▸ DATA FOR ANALYSIS:

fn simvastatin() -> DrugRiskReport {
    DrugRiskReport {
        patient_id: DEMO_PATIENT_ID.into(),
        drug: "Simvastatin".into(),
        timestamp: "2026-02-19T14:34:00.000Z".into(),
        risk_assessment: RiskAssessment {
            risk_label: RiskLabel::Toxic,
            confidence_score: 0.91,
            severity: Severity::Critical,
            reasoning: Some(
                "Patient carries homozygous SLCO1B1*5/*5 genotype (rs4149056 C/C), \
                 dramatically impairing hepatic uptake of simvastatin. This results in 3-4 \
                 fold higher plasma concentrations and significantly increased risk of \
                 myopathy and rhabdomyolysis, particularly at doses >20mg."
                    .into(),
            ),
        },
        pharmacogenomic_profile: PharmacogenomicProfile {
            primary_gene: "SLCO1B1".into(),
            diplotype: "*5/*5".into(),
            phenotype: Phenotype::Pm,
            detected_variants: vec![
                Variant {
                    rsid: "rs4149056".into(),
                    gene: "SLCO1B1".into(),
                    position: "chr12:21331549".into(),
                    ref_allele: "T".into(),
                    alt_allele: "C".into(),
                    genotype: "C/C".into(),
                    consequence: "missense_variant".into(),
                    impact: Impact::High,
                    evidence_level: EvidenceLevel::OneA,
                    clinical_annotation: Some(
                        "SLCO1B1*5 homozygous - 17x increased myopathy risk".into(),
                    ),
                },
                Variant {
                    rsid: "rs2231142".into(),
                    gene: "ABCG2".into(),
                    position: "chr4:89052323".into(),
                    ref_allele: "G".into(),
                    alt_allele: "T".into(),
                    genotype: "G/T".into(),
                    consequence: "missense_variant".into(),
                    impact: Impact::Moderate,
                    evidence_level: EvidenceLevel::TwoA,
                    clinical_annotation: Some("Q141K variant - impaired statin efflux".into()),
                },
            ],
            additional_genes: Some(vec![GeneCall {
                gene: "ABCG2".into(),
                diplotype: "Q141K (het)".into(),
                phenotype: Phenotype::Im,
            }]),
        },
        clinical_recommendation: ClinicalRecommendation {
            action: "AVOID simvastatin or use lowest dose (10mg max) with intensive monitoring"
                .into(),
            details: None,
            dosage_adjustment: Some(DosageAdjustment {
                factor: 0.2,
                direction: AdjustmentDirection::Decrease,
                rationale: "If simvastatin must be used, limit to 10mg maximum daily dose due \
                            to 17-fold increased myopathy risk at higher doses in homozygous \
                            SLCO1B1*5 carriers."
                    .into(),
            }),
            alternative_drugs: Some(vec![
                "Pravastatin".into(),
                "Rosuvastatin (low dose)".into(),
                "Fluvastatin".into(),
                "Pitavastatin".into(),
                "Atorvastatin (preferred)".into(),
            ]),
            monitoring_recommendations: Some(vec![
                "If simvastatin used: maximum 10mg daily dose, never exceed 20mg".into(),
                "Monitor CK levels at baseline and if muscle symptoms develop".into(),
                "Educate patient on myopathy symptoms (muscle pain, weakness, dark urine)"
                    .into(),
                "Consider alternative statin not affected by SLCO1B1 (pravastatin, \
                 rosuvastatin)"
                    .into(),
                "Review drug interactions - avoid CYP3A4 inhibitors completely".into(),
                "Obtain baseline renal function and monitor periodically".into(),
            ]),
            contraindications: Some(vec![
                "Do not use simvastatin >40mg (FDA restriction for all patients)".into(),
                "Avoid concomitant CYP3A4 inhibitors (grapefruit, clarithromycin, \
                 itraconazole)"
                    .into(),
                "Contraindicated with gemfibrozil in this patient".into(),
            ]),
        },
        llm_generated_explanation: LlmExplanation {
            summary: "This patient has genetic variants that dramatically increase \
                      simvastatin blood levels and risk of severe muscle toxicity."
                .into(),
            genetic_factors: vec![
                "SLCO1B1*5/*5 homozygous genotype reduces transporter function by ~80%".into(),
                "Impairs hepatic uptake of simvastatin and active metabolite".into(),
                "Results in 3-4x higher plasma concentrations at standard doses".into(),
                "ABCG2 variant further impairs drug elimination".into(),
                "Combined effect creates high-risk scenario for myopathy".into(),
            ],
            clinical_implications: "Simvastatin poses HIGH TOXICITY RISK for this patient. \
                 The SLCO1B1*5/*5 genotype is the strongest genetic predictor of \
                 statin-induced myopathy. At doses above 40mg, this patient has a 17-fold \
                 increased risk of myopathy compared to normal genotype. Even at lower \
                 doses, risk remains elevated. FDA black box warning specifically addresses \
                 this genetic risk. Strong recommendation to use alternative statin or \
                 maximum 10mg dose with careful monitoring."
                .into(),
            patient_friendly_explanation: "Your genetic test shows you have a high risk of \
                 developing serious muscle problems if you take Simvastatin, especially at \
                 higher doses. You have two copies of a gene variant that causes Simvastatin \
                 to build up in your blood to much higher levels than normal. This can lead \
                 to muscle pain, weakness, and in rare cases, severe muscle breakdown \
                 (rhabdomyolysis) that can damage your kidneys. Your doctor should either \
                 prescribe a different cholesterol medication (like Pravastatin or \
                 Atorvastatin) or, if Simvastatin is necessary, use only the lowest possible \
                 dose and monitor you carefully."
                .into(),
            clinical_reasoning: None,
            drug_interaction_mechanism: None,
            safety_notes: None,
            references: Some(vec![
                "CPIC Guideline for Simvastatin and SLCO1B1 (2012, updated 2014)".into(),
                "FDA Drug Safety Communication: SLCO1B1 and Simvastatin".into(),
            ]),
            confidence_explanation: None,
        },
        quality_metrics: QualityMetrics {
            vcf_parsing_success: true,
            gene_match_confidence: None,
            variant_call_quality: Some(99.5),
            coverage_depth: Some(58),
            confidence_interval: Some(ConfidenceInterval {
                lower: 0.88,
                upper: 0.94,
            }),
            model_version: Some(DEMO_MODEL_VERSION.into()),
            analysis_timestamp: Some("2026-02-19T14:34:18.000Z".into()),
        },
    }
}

▸ TASK TO COMPLETE:
Would you please repeat exactly the lines above, starting at the line with "dramatically increase \" and stopping at the line with "statin-induced myopathy. At", both included?

▸ REPLY TO THE EXERCISE:
            summary: "This patient has genetic variants that dramatically increase \
                      simvastatin blood levels and risk of severe muscle toxicity."
                .into(),
            genetic_factors: vec![
                "SLCO1B1*5/*5 homozygous genotype reduces transporter function by ~80%".into(),
                "Impairs hepatic uptake of simvastatin and active metabolite".into(),
                "Results in 3-4x higher plasma concentrations at standard doses".into(),
                "ABCG2 variant further impairs drug elimination".into(),
                "Combined effect creates high-risk scenario for myopathy".into(),
            ],
            clinical_implications: "Simvastatin poses HIGH TOXICITY RISK for this patient. \
                 The SLCO1B1*5/*5 genotype is the strongest genetic predictor of \
                 statin-induced myopathy. At doses above 40mg, this patient has a 17-fold \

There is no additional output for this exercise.